Mais si l’histoire qui se joue sous leurs yeux interroge les spectateurs sur le sens de la démocratie et la force du plus grand nombre, le texte ne manque pas d’autocritique et de pistes laissées à leur réflexion. « Les militants du dimanche ne font-ils pas que reproduire un entre soi ? Que fait-on de l’élan individuel dans une démarche si collective ? Et puis la démocratie participative, moi, je veux bien, mais je n’ai pas le temps. Quand je rentre du boulot, j’ai d’autres choses à penser ! C’est un truc de bobo ou de chômeurs qui n’ont que ça à faire. » Et une autre en toge romaine de lui répondre « Et bien, on n’a qu’à réduire le temps de travail. Comme ça il y en aura pour tout le monde déjà, et puis ça laissera du temps à chacun pour les affaires de la cité. »  

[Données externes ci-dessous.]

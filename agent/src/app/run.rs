//! Main application run loop

use std::future::Future;
use std::sync::Arc;

use tokio::sync::broadcast;
use tokio::task::JoinHandle;
use tracing::{error, info};

use crate::app::options::{AppOptions, LifecycleOptions};
use crate::app::state::AppState;
use crate::errors::AgentError;
use crate::server::serve::serve;
use crate::server::state::ServerState;
use crate::workers::poller;

/// Run the device agent until the shutdown signal fires
pub async fn run(
    options: AppOptions,
    shutdown_signal: impl Future<Output = ()> + Send + 'static,
) -> Result<(), AgentError> {
    info!("Initializing device agent...");

    // Create shutdown channel
    let (shutdown_tx, _shutdown_rx): (broadcast::Sender<()>, _) = broadcast::channel(1);
    let mut shutdown_manager = ShutdownManager::new(shutdown_tx.clone(), options.lifecycle.clone());

    if let Err(e) = init(&options, shutdown_tx.clone(), &mut shutdown_manager).await {
        error!("Failed to start agent: {}", e);
        shutdown_manager.shutdown().await?;
        return Err(e);
    }

    shutdown_signal.await;
    info!("Shutdown signal received, shutting down...");

    drop(shutdown_tx);
    shutdown_manager.shutdown().await
}

// =============================== INITIALIZATION ================================== //

async fn init(
    options: &AppOptions,
    shutdown_tx: broadcast::Sender<()>,
    shutdown_manager: &mut ShutdownManager,
) -> Result<Arc<AppState>, AgentError> {
    let app_state = Arc::new(AppState::init(options).await?);
    shutdown_manager.with_app_state(app_state.clone())?;

    if options.enable_socket_server {
        init_socket_server(
            options,
            app_state.clone(),
            shutdown_manager,
            shutdown_tx.subscribe(),
        )
        .await?;
    }

    if options.enable_poller {
        init_poller_worker(
            options.poller.clone(),
            app_state.clone(),
            shutdown_manager,
            shutdown_tx.subscribe(),
        )
        .await?;
    } else {
        init_startup_pass(app_state.clone(), shutdown_manager)?;
    }

    Ok(app_state)
}

async fn init_poller_worker(
    options: poller::Options,
    app_state: Arc<AppState>,
    shutdown_manager: &mut ShutdownManager,
    mut shutdown_rx: broadcast::Receiver<()>,
) -> Result<(), AgentError> {
    info!("Initializing poller worker...");

    let orchestrator = app_state.orchestrator.clone();
    let poller_handle = tokio::spawn(async move {
        poller::run(
            &options,
            orchestrator.as_ref(),
            tokio::time::sleep,
            Box::pin(async move {
                let _ = shutdown_rx.recv().await;
            }),
        )
        .await;
    });

    shutdown_manager.with_poller_worker_handle(poller_handle)?;
    Ok(())
}

/// Without the poller the agent still reconciles once at startup
fn init_startup_pass(
    app_state: Arc<AppState>,
    shutdown_manager: &mut ShutdownManager,
) -> Result<(), AgentError> {
    let orchestrator = app_state.orchestrator.clone();
    let handle = tokio::spawn(async move {
        match orchestrator.trigger(false).await {
            Ok(outcome) => info!("Startup pass finished: {:?}", outcome),
            Err(e) => error!("Startup pass failed: {}", e),
        }
    });

    shutdown_manager.with_poller_worker_handle(handle)
}

async fn init_socket_server(
    options: &AppOptions,
    app_state: Arc<AppState>,
    shutdown_manager: &mut ShutdownManager,
    mut shutdown_rx: broadcast::Receiver<()>,
) -> Result<(), AgentError> {
    info!("Initializing local HTTP server...");

    let server_state = ServerState::new(
        app_state.orchestrator.clone(),
        app_state.status_board.clone(),
    );

    let server_handle = serve(&options.server, Arc::new(server_state), async move {
        let _ = shutdown_rx.recv().await;
    })
    .await?;

    shutdown_manager.with_socket_server_handle(server_handle)?;
    Ok(())
}

// ================================= SHUTDOWN ===================================== //

struct ShutdownManager {
    shutdown_tx: broadcast::Sender<()>,
    lifecycle_options: LifecycleOptions,
    app_state: Option<Arc<AppState>>,
    socket_server_handle: Option<JoinHandle<Result<(), AgentError>>>,
    poller_worker_handle: Option<JoinHandle<()>>,
}

impl ShutdownManager {
    pub fn new(shutdown_tx: broadcast::Sender<()>, lifecycle_options: LifecycleOptions) -> Self {
        Self {
            shutdown_tx,
            lifecycle_options,
            app_state: None,
            socket_server_handle: None,
            poller_worker_handle: None,
        }
    }

    pub fn with_app_state(&mut self, state: Arc<AppState>) -> Result<(), AgentError> {
        if self.app_state.is_some() {
            return Err(AgentError::ShutdownError("app_state already set".to_string()));
        }
        self.app_state = Some(state);
        Ok(())
    }

    pub fn with_poller_worker_handle(&mut self, handle: JoinHandle<()>) -> Result<(), AgentError> {
        if self.poller_worker_handle.is_some() {
            return Err(AgentError::ShutdownError("poller_handle already set".to_string()));
        }
        self.poller_worker_handle = Some(handle);
        Ok(())
    }

    pub fn with_socket_server_handle(
        &mut self,
        handle: JoinHandle<Result<(), AgentError>>,
    ) -> Result<(), AgentError> {
        if self.socket_server_handle.is_some() {
            return Err(AgentError::ShutdownError("server_handle already set".to_string()));
        }
        self.socket_server_handle = Some(handle);
        Ok(())
    }

    pub async fn shutdown(&mut self) -> Result<(), AgentError> {
        let _ = self.shutdown_tx.send(());

        match tokio::time::timeout(
            self.lifecycle_options.max_shutdown_delay,
            self.shutdown_impl(),
        )
        .await
        {
            Ok(result) => result,
            Err(_) => {
                error!(
                    "Shutdown timed out after {:?}, forcing shutdown...",
                    self.lifecycle_options.max_shutdown_delay
                );
                std::process::exit(1);
            }
        }
    }

    async fn shutdown_impl(&mut self) -> Result<(), AgentError> {
        info!("Shutting down device agent...");

        // 1. Poller worker, waits for an in-flight pass
        if let Some(handle) = self.poller_worker_handle.take() {
            handle.await.map_err(|e| AgentError::ShutdownError(e.to_string()))?;
        }

        // 2. Socket server
        if let Some(handle) = self.socket_server_handle.take() {
            handle.await.map_err(|e| AgentError::ShutdownError(e.to_string()))??;
        }

        // 3. App state
        if let Some(app_state) = self.app_state.take() {
            app_state.shutdown().await?;
        }

        info!("Shutdown complete");
        Ok(())
    }
}
//! Process-wide provisioning queues

use std::collections::VecDeque;
use std::sync::atomic::{AtomicBool, Ordering};
use std::sync::{Mutex, MutexGuard};

use crate::models::config::{ApplicationSpec, DeviceConfig, FileSpec};

/// An entry of a work queue
pub trait QueueItem: Clone + Send + Sync + 'static {
    const IS_FILE: bool;

    /// Path or package id
    fn key(&self) -> &str;

    /// User facing label
    fn label(&self) -> &str;

    /// The configuration without this entry
    fn dropped_from(&self, config: &DeviceConfig) -> DeviceConfig;

    /// Package to launch once the operation succeeded
    fn launch_after(&self) -> Option<&str> {
        None
    }
}

impl QueueItem for FileSpec {
    const IS_FILE: bool = true;

    fn key(&self) -> &str {
        &self.path
    }

    fn label(&self) -> &str {
        &self.path
    }

    fn dropped_from(&self, config: &DeviceConfig) -> DeviceConfig {
        config.without_file(&self.path)
    }
}

impl QueueItem for ApplicationSpec {
    const IS_FILE: bool = false;

    fn key(&self) -> &str {
        &self.pkg
    }

    fn label(&self) -> &str {
        self.display_name()
    }

    fn dropped_from(&self, config: &DeviceConfig) -> DeviceConfig {
        config.without_application(&self.pkg)
    }

    fn launch_after(&self) -> Option<&str> {
        (self.run_after_install && !self.remove).then_some(self.pkg.as_str())
    }
}

/// Ordered queue with a single active drainer.
///
/// The item lock is never held across an await point.
pub struct WorkQueue<T> {
    items: Mutex<VecDeque<T>>,
    draining: AtomicBool,
}

/// Held while a drain is in flight, releases the queue on drop
pub struct DrainGuard<'a> {
    draining: &'a AtomicBool,
}

impl Drop for DrainGuard<'_> {
    fn drop(&mut self) {
        self.draining.store(false, Ordering::SeqCst);
    }
}

impl<T: Clone> WorkQueue<T> {
    pub fn new() -> Self {
        Self {
            items: Mutex::new(VecDeque::new()),
            draining: AtomicBool::new(false),
        }
    }

    fn lock(&self) -> MutexGuard<'_, VecDeque<T>> {
        self.items.lock().unwrap_or_else(|e| e.into_inner())
    }

    /// Claim the queue for draining, `None` when another drain is active
    pub fn begin_drain(&self) -> Option<DrainGuard<'_>> {
        self.draining
            .compare_exchange(false, true, Ordering::SeqCst, Ordering::SeqCst)
            .ok()
            .map(|_| DrainGuard {
                draining: &self.draining,
            })
    }

    pub fn is_draining(&self) -> bool {
        self.draining.load(Ordering::SeqCst)
    }

    /// Replace the whole content with a fresh plan
    pub fn replace(&self, items: Vec<T>) {
        *self.lock() = items.into();
    }

    pub fn pop_front(&self) -> Option<T> {
        self.lock().pop_front()
    }

    /// Put a failed item back so it is the next one retried
    pub fn push_front(&self, item: T) {
        self.lock().push_front(item);
    }

    pub fn head(&self) -> Option<T> {
        self.lock().front().cloned()
    }

    pub fn len(&self) -> usize {
        self.lock().len()
    }

    pub fn is_empty(&self) -> bool {
        self.lock().is_empty()
    }

    pub fn snapshot(&self) -> Vec<T> {
        self.lock().iter().cloned().collect()
    }
}

impl<T: Clone> Default for WorkQueue<T> {
    fn default() -> Self {
        Self::new()
    }
}

/// Which queue an operator decision applies to
#[derive(Debug, Clone, Copy, PartialEq, Eq, serde::Serialize)]
#[serde(rename_all = "lowercase")]
pub enum QueueKind {
    Files,
    Apps,
}

/// Shared provisioning state, owned by the orchestrator and handed to the runner
#[derive(Default)]
pub struct ProvisioningState {
    pub files: WorkQueue<FileSpec>,
    pub apps: WorkQueue<ApplicationSpec>,
    pending_run: Mutex<Vec<String>>,
}

impl ProvisioningState {
    pub fn new() -> Self {
        Self::default()
    }

    pub fn push_pending_run(&self, package: &str) {
        let mut pending = self.pending_run.lock().unwrap_or_else(|e| e.into_inner());
        if !pending.iter().any(|p| p == package) {
            pending.push(package.to_string());
        }
    }

    pub fn take_pending_run(&self) -> Vec<String> {
        std::mem::take(&mut *self.pending_run.lock().unwrap_or_else(|e| e.into_inner()))
    }

    pub fn pending_run(&self) -> Vec<String> {
        self.pending_run.lock().unwrap_or_else(|e| e.into_inner()).clone()
    }
}
//! Last-known-good configuration snapshot

use std::sync::Arc;
use std::time::Duration;

use chrono::{DateTime, Utc};
use serde::{Deserialize, Serialize};
use tokio::sync::RwLock;
use tracing::info;

use crate::errors::AgentError;
use crate::filesys::file::File;
use crate::models::config::DeviceConfig;

/// A configuration snapshot and when it was fetched
#[derive(Debug, Clone, PartialEq, Serialize, Deserialize)]
pub struct StoredConfig {
    pub config: DeviceConfig,
    pub fetched_at: DateTime<Utc>,
}

impl StoredConfig {
    pub fn age(&self) -> Duration {
        (Utc::now() - self.fetched_at).to_std().unwrap_or_default()
    }
}

/// Single writer, many readers. Snapshots are immutable and swapped whole.
pub struct ConfigStore {
    file: File,
    current: RwLock<Option<Arc<StoredConfig>>>,
}

impl ConfigStore {
    /// Load the persisted snapshot, if any
    pub async fn load(file: File) -> Result<Self, AgentError> {
        let current = file.read_json_opt::<StoredConfig>().await?.map(Arc::new);
        Ok(Self {
            file,
            current: RwLock::new(current),
        })
    }

    pub async fn current(&self) -> Option<Arc<StoredConfig>> {
        self.current.read().await.clone()
    }

    pub async fn has_config(&self) -> bool {
        self.current.read().await.is_some()
    }

    /// Install a freshly fetched configuration
    pub async fn replace(&self, config: DeviceConfig) -> Result<Arc<StoredConfig>, AgentError> {
        let stored = StoredConfig {
            config,
            fetched_at: Utc::now(),
        };
        info!(
            "Storing configuration: {} applications, {} files",
            stored.config.applications.len(),
            stored.config.files.len()
        );
        self.swap(stored).await
    }

    /// Derive a new snapshot from the current one, keeping its fetch time
    pub async fn rewrite(
        &self,
        derive: impl FnOnce(&DeviceConfig) -> DeviceConfig,
    ) -> Result<Option<Arc<StoredConfig>>, AgentError> {
        let mut current = self.current.write().await;
        let Some(existing) = current.as_ref() else {
            return Ok(None);
        };
        let next = Arc::new(StoredConfig {
            config: derive(&existing.config),
            fetched_at: existing.fetched_at,
        });
        self.file.write_json(next.as_ref()).await?;
        *current = Some(next.clone());
        Ok(Some(next))
    }

    async fn swap(&self, stored: StoredConfig) -> Result<Arc<StoredConfig>, AgentError> {
        let mut current = self.current.write().await;
        self.file.write_json(&stored).await?;
        let stored = Arc::new(stored);
        *current = Some(stored.clone());
        Ok(stored)
    }
}

#[cfg(test)]
mod tests {
    use super::*;
    use crate::models::config::ApplicationSpec;

    #[tokio::test]
    async fn test_replace_and_reload() {
        let dir = tempfile::TempDir::new().unwrap();
        let file = File::new(dir.path().join("config.json"));

        let store = ConfigStore::load(file.clone()).await.unwrap();
        assert!(!store.has_config().await);

        let config = DeviceConfig {
            title: Some("Lobby".to_string()),
            ..Default::default()
        };
        let before = store.replace(config.clone()).await.unwrap();

        let reloaded = ConfigStore::load(file).await.unwrap();
        let current = reloaded.current().await.unwrap();
        assert_eq!(current.config, config);
        assert_eq!(current.fetched_at, before.fetched_at);
    }

    #[tokio::test]
    async fn test_rewrite_keeps_readers_snapshot() {
        let dir = tempfile::TempDir::new().unwrap();
        let store = ConfigStore::load(File::new(dir.path().join("config.json"))).await.unwrap();
        assert!(store.rewrite(|c| c.clone()).await.unwrap().is_none());

        store
            .replace(DeviceConfig {
                applications: vec![ApplicationSpec {
                    pkg: "com.foo".to_string(),
                    ..Default::default()
                }],
                ..Default::default()
            })
            .await
            .unwrap();

        let held = store.current().await.unwrap();
        let next = store
            .rewrite(|c| c.without_application("com.foo"))
            .await
            .unwrap()
            .unwrap();

        assert!(next.config.applications.is_empty());
        assert_eq!(next.fetched_at, held.fetched_at);
        assert_eq!(held.config.applications.len(), 1);
    }
}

Référence au célèbre cliché « Lunch atop a Skyscraper » des ouvriers New-yorkais sur leur building ? Crédit Photo L.B

Mais le public n’a guère le temps de méditer sa réponse, que déjà les comédiens déploient leur talent de gymnastes et d’acrobates pour jouer avec la structure qui prend forme. Entre deux acrobaties, l’histoire ne se prive pas de quelques considérations pour l’étiolement des savoir-faire manuels comme ceux de la charpente au profit de l’industrie qui rachète, modernise, robotise et coule de petites entreprises.

Le clou du spectacle

« En faillite ou pas, un chantier ça se termine ! » clame l’un d’eux pour remobiliser les troupes ! On est tous dans le même bateau ! » Il n’en fallait pas plus pour basculer cette fois en pleine mer. Alors que le fameux préau des possibles prend forme, le clou du spectacle rassemble tout le public sous une voilure devenue celle d’un bateau imaginaire.

Le public est invité à prendre possession de son préau des possibles. Crédit Photo L.B

Dans la lumière rasante du soleil couchant, les artistes accrochés à la structure tournoient au-dessus des têtes. Le rouge vif des voiles mêlés au bois offre à toutes ces réflexions un final poétique qui laisse le public émerveillé.  Françoise est venue avec ses petits-enfants « Vraiment, c’est très original ! Les enfants ont adoré aller tirer les cordes. Mais moi, ils me font quand même peur quand ils se baladent au sommet du toit tout en jouant »

Ce décor atypique pensé et créé par la troupe doit la suivre encore sur leurs prochaines dates, à retrouver sur leur site internet. Quant aux Contre-Plongées, la programmation continue jusqu’au 12 aout.